As I jumped over someone else’s bag to get to mine, my foot caught a strap, and I came down hard—right onto my ankle. The snap heard round the world. Hot liquid spread in my ankle.  Pain shot up my leg. But I was too terrified to speak up. I was determined to stay invisible.

So, I kept moving. Limping. Carrying everything I owned—two massive duffel bags and a rucksack—up the stairs. My ankle throbbed. I could barely breathe. I was exhausted and probably close to a heat stroke.  And, thanks to the drill sergeants' endless hydration policy, I had to pee. Like, real bad.

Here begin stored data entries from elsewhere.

//! `Json` strategies.

use schemaforge_core::{Expr, FieldDescriptor, GeneratorConfig, JsonMode, ModelDescriptor};

use super::{TypeExpression, message_params};

pub(crate) fn map_json(
    field: &FieldDescriptor,
    model: &ModelDescriptor,
    config: &GeneratorConfig,
) -> TypeExpression {
    let json = &config.json;
    let subject = format!("{}.{}", model.name, field.name);

    let mut expr = match json.mode {
        JsonMode::Unknown => Expr::call("z.unknown"),
        JsonMode::Any => Expr::call("z.any"),
        JsonMode::Record => {
            let record = Expr::call_with("z.record", "z.string(), z.unknown()");
            if json.allow_null {
                record.with("nullable", "")
            } else {
                record
            }
        }
    };

    let mut notes = Vec::new();
    let mut special = false;

    if !json.allow_null && json.mode != JsonMode::Record {
        let msg = format!("{subject} must not be null");
        expr = expr.with(
            "refine",
            format!("(v) => v !== null, {}", message_params(config, &msg)),
        );
        special = true;
    } else if json.allow_null {
        notes.push("JSON null admitted".to_string());
    }

    if let Some(depth) = json.max_depth {
        let msg = format!("{subject} exceeds maximum nesting depth {depth}");
        expr = expr.with(
            "refine",
            format!(
                "(v) => {{ const within = (x, d) => x === null || typeof x !== \"object\" || (d < {depth} && Object.values(x).every((c) => within(c, d + 1))); return within(v, 0); }}, {}",
                message_params(config, &msg)
            ),
        );
        notes.push(format!("Maximum nesting depth {depth}"));
        special = true;
    }

    if let Some(length) = json.max_length {
        let msg = format!("{subject} exceeds maximum serialized length {length}");
        expr = expr.with(
            "refine",
            format!(
                "(v) => JSON.stringify(v ?? null).length <= {length}, {}",
                message_params(config, &msg)
            ),
        );
        notes.push(format!("Maximum serialized length {length}"));
        special = true;
    }

    let mut out = TypeExpression::new(expr);
    out.notes = notes;
    out.special = special;
    out
}

#[cfg(test)]
mod tests {
    use super::*;
    use schemaforge_core::JsonConfig;

    fn map(json: JsonConfig) -> TypeExpression {
        let config = GeneratorConfig::default().json(json);
        let field = FieldDescriptor::scalar("meta", "Json");
        let model = ModelDescriptor::new("Event").field(field.clone());
        map_json(&field, &model, &config)
    }

    #[test]
    fn test_default_unknown() {
        let out = map(JsonConfig::default());
        assert_eq!(out.expr.to_string(), "z.unknown()");
        assert!(out.expr.is_permissive());
        assert!(!out.special);
    }

    #[test]
    fn test_record_mode() {
        let out = map(JsonConfig {
            mode: JsonMode::Record,
            ..JsonConfig::default()
        });
        assert_eq!(
            out.expr.to_string(),
            "z.record(z.string(), z.unknown()).nullable()"
        );

        let out = map(JsonConfig {
            mode: JsonMode::Record,
            allow_null: false,
            ..JsonConfig::default()
        });
        assert_eq!(out.expr.to_string(), "z.record(z.string(), z.unknown())");
    }

    #[test]
    fn test_structural_limits() {
        let out = map(JsonConfig {
            mode: JsonMode::Any,
            allow_null: false,
            max_depth: Some(3),
            max_length: Some(1024),
        });
        let text = out.expr.to_string();
        assert!(text.starts_with("z.any().refine((v) => v !== null"));
        assert!(text.contains("d < 3"));
        assert!(text.contains("JSON.stringify(v ?? null).length <= 1024"));
        assert!(out.special);
        assert_eq!(out.expr.modifiers.len(), 3);
    }
}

There was no way I was telling a drill sergeant I needed a bathroom break. Zero chance.  Literally ANYTHING besides that.  So I tried to will it away. Tried to cry the water out my eyes instead. But, my body had other plans. And just like that, whether I liked it or not, I suddenly no longer had the urge to pee.

South Carolina in July is unforgivingly hot, so I tell myself my clothes dried fast. I tell myself nobody noticed. I drank so much water, I tell myself it was really just water so it basically didn't even count. Realistically? I’m sure everyone noticed. But no one said a word. Maybe because they were too busy pretending they didn’t pee their own pants. Who knows.

My ankle never fully healed during basic, or the rest of my life, but that's a story for another scent 🤪 It stayed swollen and bruised the entire time. I didn’t tell my drill sergeant until the day before our final 16-mile ruck march. At that point, we trusted him enough to say something. He handed me an ace bandage. That was it. I wrapped it tight and marched 16 miles.  As I'm writing this, maybe this is why I relate so heavily to Elide in Throne of Glass.  My twin flame.  

I made it. I survived. And that day—the one with the sprained ankle and soaked pants—set the standard for every new chapter that came after.

If I could survive that, I could survive anything.

That’s why I named this scent New Chapter. Because starting something new isn’t always glamorous. It’s scary. It’s messy. It’s usually uncomfortable and sometimes humiliating. But it also shapes us in ways nothing else can.

Whether you’re starting a new job, moving to a new city, leaving something behind, or finding yourself in a whole new season—New Chapter is for you.